Nonetheless, he still hovered uneasily, absolutely certain that his fellow instructor had no wish to see him or speak to him about anything or anyone. Whenever he thought about the chilly homeroom instructor and any capacity for relating they might have, it all went back to the first time they'd actually interacted. All Might's jaw clenched at the thought.
They stood in the hallway leading to the main presentation room, during one of his very first days on campus as All Might, and he was already caught in some sort of awkward keep-away game with the grim-looking specter of 1-A. Without saying a word, his fellow hero and instructor had somehow managed to block his way forward with miserable efficacy for about five minutes as he reached for the door, until, beaming, All Might physically picked the smaller hero up and placed him aside with a glib politeness, and even a salute.
Aizawa had likely been given an unofficial assignment he was less than thrilled about, but All Might still thought there was a chance he was just particularly bad at reading social signals.
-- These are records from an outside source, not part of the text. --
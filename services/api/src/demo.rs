use crate::infra::{load_form, SandboxCheckoutGateway};
use chrono::{Local, NaiveDateTime};
use clap::Args;
use std::path::PathBuf;
use std::sync::Arc;
use traffic_intake::config::AppConfig;
use traffic_intake::error::AppError;
use traffic_intake::telemetry::{self, LogSink};
use traffic_intake::workflows::intake::catalog::{
    ARROW_BOARD, DRUMS, MESSAGE_BOARD, TRAFFIC_CONES, TRUCK_MOUNTED_ATTENUATOR,
};
use traffic_intake::workflows::intake::reference::flagging_operation;
use traffic_intake::workflows::intake::{
    CatalogTier, ClientStatus, FieldUpdate, IntakeEstimate, IntakeService, RoadwayClass,
    Selection, StepValidator, TcpType, WizardController, WorkHours, YesNo,
};

#[derive(Args, Debug)]
pub(crate) struct EstimateArgs {
    /// Path to a saved intake form (camelCase JSON)
    #[arg(long)]
    pub(crate) form: PathBuf,
    /// Local wall-clock time to evaluate against (defaults to now)
    #[arg(long, value_parser = crate::infra::parse_datetime)]
    pub(crate) now: Option<NaiveDateTime>,
    /// Print the full estimate as JSON instead of the job summary
    #[arg(long)]
    pub(crate) json: bool,
}

#[derive(Args, Debug, Default)]
pub(crate) struct DemoArgs {
    /// Local wall-clock time the scripted session runs at (defaults to now)
    #[arg(long, value_parser = crate::infra::parse_datetime)]
    pub(crate) now: Option<NaiveDateTime>,
    /// Skip step validation the way the demo/test mode switch does
    #[arg(long)]
    pub(crate) bypass: bool,
}

fn init_cli_telemetry() -> Result<AppConfig, AppError> {
    let config = AppConfig::load()?;
    telemetry::init_with_sink(&config.telemetry, LogSink::Stderr)?;
    Ok(config)
}

pub(crate) fn run_estimate(args: EstimateArgs) -> Result<(), AppError> {
    let EstimateArgs { form, now, json } = args;

    let config = init_cli_telemetry()?;
    let now = now.unwrap_or_else(|| Local::now().naive_local());
    let state = load_form(&form)?;
    let estimate = IntakeEstimate::evaluate(&state, &config.intake.validator(), now);

    if json {
        println!("{}", serde_json::to_string_pretty(&estimate)?);
    } else {
        render_job_summary(&estimate);
    }

    Ok(())
}

pub(crate) fn run_demo(args: DemoArgs) -> Result<(), AppError> {
    let DemoArgs { now, bypass } = args;

    let config = init_cli_telemetry()?;
    let now = now.unwrap_or_else(|| Local::now().naive_local());
    let validator = if bypass {
        StepValidator::bypassed()
    } else {
        config.intake.validator()
    };

    println!("Traffic control intake demo");
    let mut wizard = WizardController::new(validator);

    for update in [
        FieldUpdate::ClientStatus(Some(ClientStatus::New)),
        FieldUpdate::CompanyName("Front Range Paving".to_string()),
        FieldUpdate::ContactName("Jordan Pike".to_string()),
        FieldUpdate::Phone("3035551212".to_string()),
        FieldUpdate::Email("jordan@frontrange.example".to_string()),
        FieldUpdate::SmsConsent(Some(YesNo::Yes)),
    ] {
        wizard.update_field(update);
    }
    continue_step(&mut wizard, now);

    wizard.update_field(FieldUpdate::Address("1200 Federal Blvd".to_string()));
    wizard.update_field(FieldUpdate::City("Denver".to_string()));
    wizard.update_field(FieldUpdate::State("CO".to_string()));
    wizard.update_field(FieldUpdate::ZipCode("80204".to_string()));
    continue_step(&mut wizard, now);

    wizard.toggle(Selection::ServiceCategories, "Traffic Control");
    continue_step(&mut wizard, now);

    wizard.toggle(Selection::WorkTypes, "Milling");
    wizard.toggle(Selection::WorkTypes, "Paving");
    continue_step(&mut wizard, now);

    wizard.update_field(FieldUpdate::HasPermit(Some(YesNo::No)));
    wizard.update_field(FieldUpdate::HasTcp(Some(YesNo::No)));
    wizard.update_field(FieldUpdate::TcpType(Some(TcpType::Regular)));
    wizard.toggle(Selection::Configuration, flagging_operation().label);
    continue_step(&mut wizard, now);

    wizard.update_field(FieldUpdate::RoadwayClass(Some(RoadwayClass::Residential)));
    let requirements = wizard.labor_requirements();
    if requirements.is_empty() {
        println!("  No mandatory staffing for this layout");
    }
    for rule in &requirements.triggered {
        println!("  Staffing rule: {}", rule.description());
    }
    println!(
        "  Flaggers now {} (minimum {}), UTC now {} (minimum {})",
        wizard.state().num_flaggers,
        requirements.min_flaggers,
        wizard.state().num_utc,
        requirements.min_utc
    );
    continue_step(&mut wizard, now);

    wizard.update_catalog_quantity("Road Work Ahead (RWA)", 2);
    wizard.update_catalog_quantity("One Lane Road Ahead (OLR)", 2);
    wizard.update_catalog_quantity("Flagger Ahead", 2);
    wizard.update_catalog_quantity(TRAFFIC_CONES, 30);
    wizard.update_catalog_quantity(DRUMS, 6);
    wizard.update_catalog_quantity(ARROW_BOARD, 1);
    wizard.update_catalog_quantity(MESSAGE_BOARD, 1);
    wizard.update_catalog_quantity(TRUCK_MOUNTED_ATTENUATOR, 1);
    continue_step(&mut wizard, now);

    let start = (now + chrono::Duration::days(7)).date();
    wizard.update_field(FieldUpdate::StartDate(Some(start)));
    wizard.update_field(FieldUpdate::Duration("2 days".to_string()));
    wizard.update_field(FieldUpdate::WorkHours(Some(WorkHours::Day)));
    wizard.update_field(FieldUpdate::BillingTermsAccepted(true));
    wizard.update_field(FieldUpdate::SchedulingNoticeAccepted(true));

    let estimate = IntakeEstimate::evaluate(wizard.state(), &validator, now);
    render_job_summary(&estimate);

    if !wizard.can_advance(now) {
        println!("\nSchedule step incomplete; checkout not offered");
        return Ok(());
    }

    let gateway = Arc::new(SandboxCheckoutGateway::default());
    let service = IntakeService::new(gateway.clone(), validator, config.intake.redirects());
    match service.checkout(wizard.state(), None, now) {
        Ok(receipt) => {
            println!(
                "\nCheckout session {} for {} -> {}",
                receipt.session_id, receipt.amount, receipt.url
            );
            wizard.complete_checkout();
            println!("Wizard finished on: {}", wizard.step().label());
        }
        Err(err) => println!("\nCheckout could not be initialized: {err}"),
    }

    for request in gateway.requests() {
        match serde_json::to_string_pretty(&request.metadata) {
            Ok(json) => println!("Checkout metadata:\n{json}"),
            Err(err) => println!("Checkout metadata unavailable: {err}"),
        }
    }

    Ok(())
}

fn continue_step(wizard: &mut WizardController, now: NaiveDateTime) {
    let from = wizard.step();
    if wizard.advance_if_valid(now) {
        println!("- {} complete", from.label());
    } else {
        println!("- {} still incomplete; staying put", from.label());
    }
}

pub(crate) fn render_job_summary(estimate: &IntakeEstimate) {
    let form = &estimate.form;
    let summary = &estimate.summary;

    println!("\nJob summary");
    if !form.company_name.is_empty() {
        println!("Customer: {} ({})", form.company_name, form.contact_name);
    }
    if !form.address.is_empty() {
        println!(
            "Location: {}, {} {} {}",
            form.address, form.city, form.state, form.zip_code
        );
    }
    match form.start_date {
        Some(date) => println!(
            "Start: {} | duration {}{}",
            date.format("%Y-%m-%d"),
            if form.duration.is_empty() {
                "not given"
            } else {
                form.duration.as_str()
            },
            if estimate.within_24_hours {
                " | within 24 hours (double charge applies)"
            } else {
                ""
            }
        ),
        None => println!("Start: not scheduled"),
    }

    println!("\n1. Total devices");
    println!("  Panel A: {}", summary.panel_a_total);
    println!("  Panel B: {}", summary.panel_b_total);
    println!("  Panel C: {}", summary.panel_c_total);

    println!("\n2. Total equipment");
    let mut listed = false;
    for line in estimate
        .equipment_lines
        .iter()
        .filter(|line| !line.tier.is_sign_panel())
    {
        listed = true;
        match line.line_total {
            Some(total) => println!("  {}: {} ({total}/day)", line.item, line.quantity),
            None => println!("  {}: {} (quoted per project)", line.item, line.quantity),
        }
    }
    if !listed {
        println!("  none selected");
    }
    let signs: Vec<_> = [CatalogTier::PanelA, CatalogTier::PanelB, CatalogTier::PanelC]
        .into_iter()
        .flat_map(|tier| estimate.lines_in(tier))
        .collect();
    if !signs.is_empty() {
        println!("  Signs:");
        for line in signs {
            println!("    - {} x{}", line.item, line.quantity);
        }
    }

    println!("\n3. Labor summary");
    if form.needs_flaggers {
        println!(
            "  Flaggers: qty {} | {} hrs | total {} hrs",
            form.num_flaggers, form.flagger_hours, summary.flagger_hours_total
        );
    }
    if form.needs_utc {
        println!(
            "  UTC: qty {} | {} hrs | total {} hrs",
            form.num_utc, form.utc_hours, summary.utc_hours_total
        );
    }
    println!("  TCS: hours billed post-job");
    println!("  {}", estimate.overtime_label);

    println!("\nBilling summary");
    println!("  Equipment & devices: {} (50% upfront)", estimate.display.equipment_cost);
    println!("  Labor (flagger + UTC): {} (100% upfront)", estimate.display.labor_cost);
    println!(
        "  Balance invoiced after completion: {}",
        estimate.display.equipment_balance
    );
    println!("  Total estimated deposit: {}", estimate.display.deposit_amount);
    if !summary.quote_required_items.is_empty() {
        println!(
            "  Quote required for: {}",
            summary.quote_required_items.join(", ")
        );
    }

    let incomplete: Vec<_> = estimate
        .steps
        .iter()
        .filter(|entry| !entry.valid)
        .map(|entry| entry.label)
        .collect();
    if incomplete.is_empty() {
        println!("\nAll intake steps complete");
    } else {
        println!("\nIncomplete steps: {}", incomplete.join(", "));
    }
}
He strutted forward, not a care in the world, practicing his next little speech. Then he heard Aizawa sigh behind him and, the next second, a snap of fabric. He was cocooned, hoisted several inches off the floor by the other hero's reins.
He sputtered, yanked, muscled form creaking against the rigid restraints as his arms were locked more tightly to his bulging chest. Aizawa's long-suffering expression only made the moment more perplexing.
Despite himself, All Might flexed hard out of habit, grimace absorbing the twinge of pain from his side.
“Wh-what are you up to my friend,” he boomed, “you know the rules, sensei – no quirks in the halls!”
“I'm supposed to be keeping you here while the others finish up, but you're very bad at reading social cues,” the other hero muttered behind his scarf, digging out his phone and leaning against the nearest wall.
All Might gulped – so he decided to resort to full body restraints? Then he leveled with himself. He had physically relocated the other man, albeit affably, so he had set the tone for this little hostage situation. He cleared his throat, trying not to wiggle in the wraps.
“Ah, I see,” he forced a laugh. Tried to salute, realized he couldn't. Frowned. “I apologize for my enthusiasm. Message received!”
He waited expectantly, but the only sounds were little blips coming from Aizawa's phone. He was playing some sort of game. That cat collecting game? All Might flushed. He had that on his phone, too.
Focus.
“I-Isn't the kind of thing Mizz Midnight gets up to in her spare time, haha?”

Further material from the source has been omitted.